Quand le dialogue national change de salle mais pas de soupçons
Au Sénégal, le dialogue national est devenu une institution presque aussi sacrée que les débats sur le prix du mouton à l’approche de la Tabaski. Chaque année ou presque, les forces vives se réunissent autour d’une table pour parler d’eux-mêmes, de la nation, de ses fractures, de ses urgences et de ses promesses. Mais cette fois, le rendez-vous du 28 mai 2026 prend une tournure particulière : moins de projecteurs, moins de solennité, et surtout beaucoup plus de discrétion.

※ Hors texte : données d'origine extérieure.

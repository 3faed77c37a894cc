//! Step dispatch.
//!
//! Every step kind maps to exactly one handler through the match in
//! [`StepExecutor::execute`]; tags outside [`StepKind`] fail with
//! `UnknownStepType`.

use std::path::PathBuf;
use std::sync::Arc;
use std::time::Duration;

use action_gate::{resolve_frame, FrameWait};
use action_primitives::{
    poll_until, scripts, BrowserDriver, ContextRef, DriverError, ElementState,
};
use scenario_compiler::{text_contains_selector, text_selector};
use scenario_core_types::{
    resolve_url, url_prefix_of, CompiledStep, PageId, StepKind, SuccessCondition,
};
use serde_json::Value;
use tracing::{debug, info, instrument, warn};

use crate::checkpoints::StepCheckpoints;
use crate::config::FlowConfig;
use crate::errors::StepError;
use crate::navigation::PageStack;
use crate::transaction::{ActionKind, ActionTransaction, TransactionOutcome, TransactionRequest};

/// What a passing step reports back to the run loop.
#[derive(Debug, Clone, Default)]
pub struct StepOutcome {
    pub detail: Option<String>,
    pub transaction: Option<TransactionOutcome>,
}

impl StepOutcome {
    fn note(detail: impl Into<String>) -> Self {
        Self {
            detail: Some(detail.into()),
            transaction: None,
        }
    }

    fn from_transaction(outcome: TransactionOutcome) -> Self {
        Self {
            detail: Some(format!(
                "{} via {}",
                outcome.candidate,
                outcome.strategy.name()
            )),
            transaction: Some(outcome),
        }
    }
}

fn required<'s>(value: Option<&'s str>, kind: StepKind, field: &str) -> Result<&'s str, StepError> {
    value
        .filter(|v| !v.trim().is_empty())
        .ok_or_else(|| StepError::InvalidStep(format!("{kind} requires {field}")))
}

fn timeout_to(err: DriverError, on_timeout: impl FnOnce(String) -> StepError) -> StepError {
    match err {
        DriverError::Timeout(detail) => on_timeout(detail),
        other => StepError::Driver(other),
    }
}

pub struct StepExecutor {
    driver: Arc<dyn BrowserDriver>,
    transaction: ActionTransaction,
    config: FlowConfig,
    base_url: Option<String>,
    work_dir: PathBuf,
}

Officiellement, le format resserré voulu par le président Bassirou Diomaye Faye s’explique par la proximité de la Tabaski. L’argument est recevable. Entre les obligations religieuses, les déplacements familiaux et la cherté du coût de la vie, difficile d’imaginer des journées entières de concertation nationale mobilisant administration, partis politiques et société civile. Le Sénégal réel a parfois des priorités plus urgentes que le Sénégal institutionnel.

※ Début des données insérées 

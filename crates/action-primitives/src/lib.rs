//! Browser driver capability used by the scenario step executor.
//!
//! The executor never talks to a browser directly. It drives a
//! [`BrowserDriver`], which the CDP adapter implements for Chromium and the
//! `fake` feature implements in memory for tests.

pub mod driver;
pub mod errors;
pub mod scripts;
pub mod types;
mod waiting;

#[cfg(any(test, feature = "fake"))]
pub mod fake;

pub use driver::*;
pub use errors::*;
pub use types::*;
pub use waiting::*;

Mais en politique, les formats ne sont jamais neutres. Et c’est précisément là que commencent les interrogations. Car le passage d’un dialogue public à des audiences privées modifie profondément la perception de l’exercice. Dans l’imaginaire politique sénégalais, le huis clos n’a jamais bonne réputation. Il évoque les arrangements, les compromis silencieux, les rapprochements inattendus ou les recalibrages stratégiques. Dès lors, chaque rencontre discrète entre le pouvoir et l’opposition devient un sujet national, alimentant soupçons, interprétations et calculs.

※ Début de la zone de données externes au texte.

impl CdpDriver {
    pub fn new(transport: Arc<dyn CdpTransport>, cfg: CdpConfig) -> Self {
        Self {
            transport,
            cfg,
            sessions: DashMap::new(),
            order: Mutex::new(Vec::new()),
            poll_interval: DEFAULT_POLL_INTERVAL,
        }
    }

    /// Launches (or attaches to) Chromium as configured.
    pub async fn launch(cfg: CdpConfig) -> Result<Self, DriverError> {
        let transport = Arc::new(ChromiumTransport::new(cfg.clone()));
        transport.start().await?;
        info!(target: "cdp-driver", headless = cfg.headless, "browser ready");
        Ok(Self::new(transport, cfg))
    }

    pub fn with_poll_interval(mut self, interval: Duration) -> Self {
        self.poll_interval = interval;
        self
    }

    /// Installs saved cookies into the browser. Returns how many were sent.
    pub async fn apply_storage_state(&self, state: &StorageState) -> Result<usize, DriverError> {
        let cookies = state.cookie_params();
        if cookies.is_empty() {
            return Ok(0);
        }
        let page = match self.refresh().await?.first() {
            Some(target) => PageId(target.target_id.clone()),
            None => self.new_page().await?,
        };
        let count = cookies.len();
        self.page_call(&page, "Network.setCookies", json!({ "cookies": cookies }))
            .await?;
        info!(target: "cdp-driver", count, "storage state applied");
        Ok(count)
    }

    async fn call(
        &self,
        target: CommandTarget,
        method: &str,
        params: Value,
    ) -> Result<Value, DriverError> {
        debug!(target: "cdp-driver", method, "command");
        Ok(self.transport.send_command(target, method, params).await?)
    }

    async fn page_call(&self, page: &PageId, method: &str, params: Value) -> Result<Value, DriverError> {
        let session = self.session_for(page).await?;
        self.call(CommandTarget::Session(session), method, params).await
    }

    /// Live page targets in first-seen order. Targets that went away are
    /// forgotten, new ones are appended.
    async fn refresh(&self) -> Result<Vec<TargetSummary>, DriverError> {
        let reply = self
            .call(CommandTarget::Browser, "Target.getTargets", json!({}))
            .await?;
        let live: Vec<TargetSummary> = reply["targetInfos"]
            .as_array()
            .map(|infos| {
                infos
                    .iter()
                    .filter(|info| info["type"] == "page")
                    .filter_map(|info| {
                        Some(TargetSummary {
                            target_id: info["targetId"].as_str()?.to_string(),
                            url: info["url"].as_str().unwrap_or_default().to_string(),
                            title: info["title"].as_str().unwrap_or_default().to_string(),
                        })
                    })
                    .collect()
            })
            .unwrap_or_default();

        let is_live = |id: &str| live.iter().any(|t| t.target_id == id);
        let mut order = self.order.lock().await;
        order.retain(|id| is_live(id));
        self.sessions.retain(|id, _| is_live(id));
        for target in &live {
            if !order.contains(&target.target_id) {
                order.push(target.target_id.clone());
            }
        }

        Ok(order
            .iter()
            .filter_map(|id| live.iter().find(|t| &t.target_id == id).cloned())
            .collect())
    }

    async fn session_for(&self, page: &PageId) -> Result<String, DriverError> {
        if let Some(session) = self.sessions.get(&page.0) {
            return Ok(session.value().clone());
        }
        let known = self.order.lock().await.contains(&page.0);
        if !known && !self.refresh().await?.iter().any(|t| t.target_id == page.0) {
            return Err(DriverError::Closed(format!("page {page}")));
        }
        self.attach(&page.0).await
    }

    async fn attach(&self, target_id: &str) -> Result<String, DriverError> {
        let reply = self
            .call(
                CommandTarget::Browser,
                "Target.attachToTarget",
                json!({ "targetId": target_id, "flatten": true }),
            )
            .await?;
        let session = reply["sessionId"]
            .as_str()
            .ok_or_else(|| DriverError::Io(format!("no session returned for target {target_id}")))?
            .to_string();

        self.prepare_session(&session).await;
        self.sessions.insert(target_id.to_string(), session.clone());
        let mut order = self.order.lock().await;
        if !order.iter().any(|id| id == target_id) {
            order.push(target_id.to_string());
        }
        debug!(target: "cdp-driver", target_id, session = %session, "attached");
        Ok(session)
    }

    async fn prepare_session(&self, session: &str) {
        let target = CommandTarget::Session(session.to_string());
        let setup = [
            (
                "Emulation.setDeviceMetricsOverride",
                json!({
                    "width": self.cfg.viewport.width,
                    "height": self.cfg.viewport.height,
                    "deviceScaleFactor": 1,
                    "mobile": false,
                }),
            ),
            ("Emulation.setLocaleOverride", json!({ "locale": self.cfg.locale })),
            (
                "Emulation.setTimezoneOverride",
                json!({ "timezoneId": self.cfg.timezone }),
            ),
        ];
        for (method, params) in setup {
            if let Err(err) = self.call(target.clone(), method, params).await {
                warn!(target: "cdp-driver", method, %err, "session setup command failed");
            }
        }
    }

    async fn frame_world(&self, session: &str, frame: &FrameId) -> Result<i64, DriverError> {
        let reply = self
            .call(
                CommandTarget::Session(session.to_string()),
                "Page.createIsolatedWorld",
                json!({ "frameId": frame.0, "worldName": WORLD_NAME }),
            )
            .await
            .map_err(|err| match err {
                DriverError::Io(message) => DriverError::NotFound(format!("frame {frame}: {message}")),
                other => other,
            })?;
        reply["executionContextId"]
            .as_i64()
            .ok_or_else(|| DriverError::Io(format!("no execution context for frame {frame}")))
    }

    /// Evaluates `expression` in the context and returns the session used
    /// and the `RemoteObject` produced.
    async fn evaluate_in(
        &self,
        context: &ContextRef,
        expression: &str,
        by_value: bool,
    ) -> Result<(String, Value), DriverError> {
        let session = self.session_for(context.page()).await?;
        let mut params = json!({
            "expression": expression,
            "returnByValue": by_value,
            "awaitPromise": true,
            "objectGroup": OBJECT_GROUP,
        });
        if let Some(frame) = context.frame() {
            params["contextId"] = json!(self.frame_world(&session, frame).await?);
        }
        let mut reply = self
            .call(CommandTarget::Session(session.clone()), "Runtime.evaluate", params)
            .await?;
        check_exception(&reply)?;
        Ok((session, reply["result"].take()))
    }

    async fn page_value(&self, page: &PageId, expression: &str) -> Result<Value, DriverError> {
        let (_, result) = self
            .evaluate_in(&ContextRef::Page(page.clone()), expression, true)
            .await?;
        Ok(result["value"].clone())
    }

    async fn page_string(&self, page: &PageId, expression: &str) -> Result<String, DriverError> {
        Ok(self
            .page_value(page, expression)
            .await?
            .as_str()
            .unwrap_or_default()
            .to_string())
    }

    async fn resolve(&self, element: &ElementHandle) -> Result<Option<RemoteElement>, DriverError> {
        let expression = selectors::locate_expression(&element.selector);
        let (session, result) = self.evaluate_in(&element.context, &expression, false).await?;
        Ok(result["objectId"].as_str().map(|id| RemoteElement {
            session,
            object_id: id.to_string(),
        }))
    }

    async fn require(&self, element: &ElementHandle) -> Result<RemoteElement, DriverError> {
        self.resolve(element)
            .await?
            .ok_or_else(|| DriverError::NotFound(element.selector.clone()))
    }

    async fn call_on(
        &self,
        remote: &RemoteElement,
        function: &str,
        args: &[Value],
    ) -> Result<Value, DriverError> {
        let mut arguments = vec![json!({ "objectId": remote.object_id })];
        arguments.extend(args.iter().map(|value| json!({ "value": value })));
        let reply = self
            .call(
                CommandTarget::Session(remote.session.clone()),
                "Runtime.callFunctionOn",
                json!({
                    "functionDeclaration": function,
                    "objectId": remote.object_id,
                    "arguments": arguments,
                    "returnByValue": true,
                    "awaitPromise": true,
                }),
            )
            .await?;
        check_exception(&reply)?;
        Ok(reply["result"]["value"].clone())
    }

    async fn box_of(&self, remote: &RemoteElement) -> Result<Option<BoundingBox>, DriverError> {
        let reply = self
            .call(
                CommandTarget::Session(remote.session.clone()),
                "DOM.getContentQuads",
                json!({ "objectId": remote.object_id }),
            )
            .await?;
        Ok(reply["quads"]
            .as_array()
            .and_then(|quads| quads.first())
            .and_then(quad_box))
    }

    async fn clickable_point(
        &self,
        element: &ElementHandle,
        remote: &RemoteElement,
    ) -> Result<(f64, f64), DriverError> {
        self.box_of(remote)
            .await?
            .filter(|bbox| !bbox.is_empty())
            .map(|bbox| bbox.center())
            .ok_or_else(|| DriverError::NotActionable(format!("{}: no layout box", element.selector)))
    }

    async fn mouse(&self, session: &str, kind: &str, x: f64, y: f64) -> Result<(), DriverError> {
        let mut params = json!({ "type": kind, "x": x, "y": y });
        if kind != "mouseMoved" {
            params["button"] = json!("left");
            params["clickCount"] = json!(1);
        }
        self.call(
            CommandTarget::Session(session.to_string()),
            "Input.dispatchMouseEvent",
            params,
        )
        .await?;
        Ok(())
    }

    async fn mouse_click(&self, session: &str, x: f64, y: f64) -> Result<(), DriverError> {
        self.mouse(session, "mouseMoved", x, y).await?;
        self.mouse(session, "mousePressed", x, y).await?;
        self.mouse(session, "mouseReleased", x, y).await
    }

    async fn probe_state(&self, element: &ElementHandle, state: ElementState) -> Result<bool, DriverError> {
        let Some(remote) = self.resolve(element).await? else {
            return Ok(false);
        };
        match state {
            ElementState::Attached => Ok(true),
            ElementState::Visible => Ok(self
                .call_on(&remote, scripts::VISIBILITY_PROBE, &[])
                .await?
                .as_bool()
                .unwrap_or(false)),
        }
    }
}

Le paradoxe est d’autant plus visible que le chef de l’État n’a cessé, depuis son arrivée au pouvoir, de défendre la concertation et l’inclusion. Le président Diomaye Faye veut manifestement installer une culture du dialogue permanent, loin des crises politiques qui ont secoué le pays ces dernières années. Sur le principe, l’intention est difficilement contestable. Un pays fracturé a besoin de parole, d’écoute et d’espaces de médiation.
Mais la méthode interroge. D’abord parce que plusieurs réformes institutionnelles annoncées semblent déjà engagées dans les circuits administratifs. Ensuite parce que le président a déjà eu des consultations avec notamment avec les centrales syndicales à l’occasion de la fête du Travail, le 1e mai dernier.
Beaucoup se demandent alors quelle sera la véritable portée des échanges prévus du 21 au 31 mai : s’agit-il d’une consultation ouverte destinée à enrichir les décisions à venir ou d’un exercice de validation politique de choix déjà arrêtés ?
À cela s’ajoute un autre élément, plus politique encore : les tensions perceptibles entre le président et une partie de son propre camp, notamment autour de PASTEF. Les critiques venues de certains responsables du parti nourrissent l’idée d’une divergence de lignes entre la gestion institutionnelle du pouvoir et les attentes d’une base militante plus radicale. Dans ce contexte, chaque dialogue présidentiel avec l’opposition est immédiatement lu à travers le prisme des équilibres internes du pouvoir.
C’est pourquoi plusieurs observateurs estiment qu’un simple report du dialogue national aurait sans doute été plus lisible. Un décret pour décaler la rencontre après la Tabaski aurait permis de préserver le format public et symbolique de cette journée instituée par décret présidentiel sous le précédent régime. Cela aurait probablement évité cette impression de dialogue fragmenté, étalé sur dix jours et mené à l’abri des regards.
Au fond, la question n’est pas de savoir si le dialogue est utile. Dans une démocratie, il l’est toujours. La véritable question est celle de la confiance. Et en politique, la confiance ne se construit pas uniquement avec des intentions ; elle se nourrit aussi de transparence, de clarté et de cohérence dans les formes choisies pour gouverner.